Bitcoin the Currency

Michael Goldstein – May 4, 2015

In his magnificent Money, Bank Credit, and Economic Cycles, Jesús Huerta de Soto tells us how fourteenth century Catalonians tried to handle their epidemic of fractional reserve bankers (page 76):

Nevertheless, there are indications to show that, in spite of everything, private bankers soon began to deceive their clients, and on August 14, 1321 the regulations pertaining to bank failures were modified. It was established that those bankers who did not immediately fulfill their commitments would be declared bankrupt, and if they did not pay their debts within one year, they would fall into public disgrace, which would be proclaimed throughout Catalonia by a town crier. Immediately afterward, the banker would be beheaded directly in front of his counter, and his property sold locally to pay his creditors. In fact, this is one of the few historical instances in which public authorities have bothered to effectively defend the general principles of property rights with respect to the monetary bank-deposit contract. While it is likely that most Catalonian bankers who went bankrupt tried to escape or pay their debts within a year, documentary evidence shows that at least one banker, a certain Francesch Castello, was beheaded directly in front of his counter in 1360, in strict accordance with the law.

Despite these sanctions, banks’ liquid funds did not match the amount received on demand deposit. As a result, they eventually failed en masse in the fourteenth century, during the same economic and credit recession that ravaged the Italian financial world and was studied by Carlo M. Cipolla.


The bank crisis of the fourteenth century did not lead to increased monitoring and protection of the property rights of depositors. Instead, it resulted in the creation of a municipal government bank, the Taula de Canvi, Barcelona’s Bank of Deposit.

Not even a literal sword of Damocles could stop the sinful practice of fractional reserve banking and its necessary economic consequences, let alone any old bank regulation. No, what ends fractional reserve banking is Bitcoin.
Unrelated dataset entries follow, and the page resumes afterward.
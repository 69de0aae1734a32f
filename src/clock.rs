//! Time source used by the in-memory stores and the aggregation window.

use chrono::{DateTime, TimeDelta, Utc};
use std::sync::Mutex;

/// Supplies the current instant.
pub trait Clock: Send + Sync {
    fn now(&self) -> DateTime<Utc>;
}

/// Wall-clock time via [`Utc::now`].
#[derive(Debug, Default, Clone, Copy)]
pub struct SystemClock;

impl Clock for SystemClock {
    fn now(&self) -> DateTime<Utc> {
        Utc::now()
    }
}

/// A clock that only moves when told to. Used to place reports at known ages.
#[derive(Debug)]
pub struct ManualClock {
    now: Mutex<DateTime<Utc>>,
}

impl ManualClock {
    pub fn new(start: DateTime<Utc>) -> Self {
        Self {
            now: Mutex::new(start),
        }
    }

    pub fn set(&self, instant: DateTime<Utc>) {
        *self.lock() = instant;
    }

    pub fn advance(&self, by: TimeDelta) {
        let mut now = self.lock();
        *now += by;
    }

    fn lock(&self) -> std::sync::MutexGuard<'_, DateTime<Utc>> {
        // A poisoned lock still holds a valid instant.
        self.now.lock().unwrap_or_else(|e| e.into_inner())
    }
}

impl Clock for ManualClock {
    fn now(&self) -> DateTime<Utc> {
        *self.lock()
    }
}

#[cfg(test)]
mod tests {
    use super::*;

    #[test]
    fn test_manual_clock_advances() {
        let start = Utc::now();
        let clock = ManualClock::new(start);
        clock.advance(TimeDelta::minutes(5));
        assert_eq!(clock.now(), start + TimeDelta::minutes(5));

        clock.set(start);
        assert_eq!(clock.now(), start);
    }
}
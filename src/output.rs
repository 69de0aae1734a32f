//! Output formatting and persistence for line snapshots.
//!
//! Supports a one-line summary, JSON serialization, and CSV append.

use anyhow::Result;
use tracing::{debug, info};

use crate::linecheck::LineSnapshot;
use csv::WriterBuilder;
use std::fs::OpenOptions;
use std::path::Path;
use std::sync::Mutex;

/// Serializes appends so the header check and the write happen as one step.
static APPEND_LOCK: Mutex<()> = Mutex::new(());

/// Logs the human-readable reading for a location.
pub fn print_summary(snapshot: &LineSnapshot) {
    info!(
        location = %snapshot.location,
        total = snapshot.total,
        long_count = snapshot.long_count,
        busy = snapshot.busy.map(|b| b.as_str()).unwrap_or("no data"),
        "{}",
        snapshot.summary()
    );
}

/// Logs the snapshot as pretty-printed JSON.
pub fn print_json(snapshot: &LineSnapshot) -> Result<()> {
    info!("{}", serde_json::to_string_pretty(snapshot)?);
    Ok(())
}

/// Appends a [`LineSnapshot`] as a row to a CSV file.
///
/// Creates the file with headers if it does not already exist. Safe to call
/// from several threads on the same path: the header is written once.
pub fn append_record(path: &str, snapshot: &LineSnapshot) -> Result<()> {
    let _guard = APPEND_LOCK.lock().unwrap_or_else(|e| e.into_inner());
    let file_exists = Path::new(path).exists();
    debug!(path, file_exists, "Appending CSV record");

    let file = OpenOptions::new().append(true).create(true).open(path)?;

    let mut writer = WriterBuilder::new()
        .has_headers(!file_exists) // IMPORTANT when appending
        .from_writer(file);

    writer.serialize(snapshot)?;
    writer.flush()?;

    Ok(())
}
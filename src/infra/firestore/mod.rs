//! Firestore REST API access used by the remote backend.

mod client;
pub mod document;

pub use client::{FirestoreClient, newest_first_query};
pub use document::Document;

/// Collection holding line-check reports.
pub const REPORTS_COLLECTION: &str = "reports";
/// Collection holding exchange-board posts.
pub const EXCHANGE_COLLECTION: &str = "exchange";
There are many critiques of Bitcoin, and many share a common theme: missing the point. Mining is wasteful. Bitcoin is too costly compared to its legacy counterparts (Venmo me, bro). It’s not Bitcoin the currency that is important, it’s the block chain technology. Bitcoin, you see, is a solution looking for a problem.

This is a great rhetorical strategy for scammers. What was missing from your life, what held you back from techno-salvation, was timestamping business contracts for decentralized autonomous organizations, right? They have plenty of snake oil to alleviate your 20th century ills.

In reality, Bitcoin is the solution to a problem that has plagued humanity since the dawn of man. It solves the problem of money. Prior to 2009, there was no actual solution to the double-spending problem without counterparty risk, historically exploited through fractional reserves. After January 3rd, 2009, there was. This makes Bitcoin the greatest money to ever exist. Where it seems costly only serves to highlight where traditional moneys have been subsidized via Faustian bargains.

Satoshi’s first post to the P2P Foundation board focuses on this very issue in a brilliant, concise, and explicit way.

Bitcoin’s competitors are not databases, whether they use block chain technology or not. Bitcoin’s competitors are other currencies, and Bitcoin will win.

Other applications of Bitcoin, block chains, and cryptography are often interesting, but if Satoshi had only given us sound money, dayenu.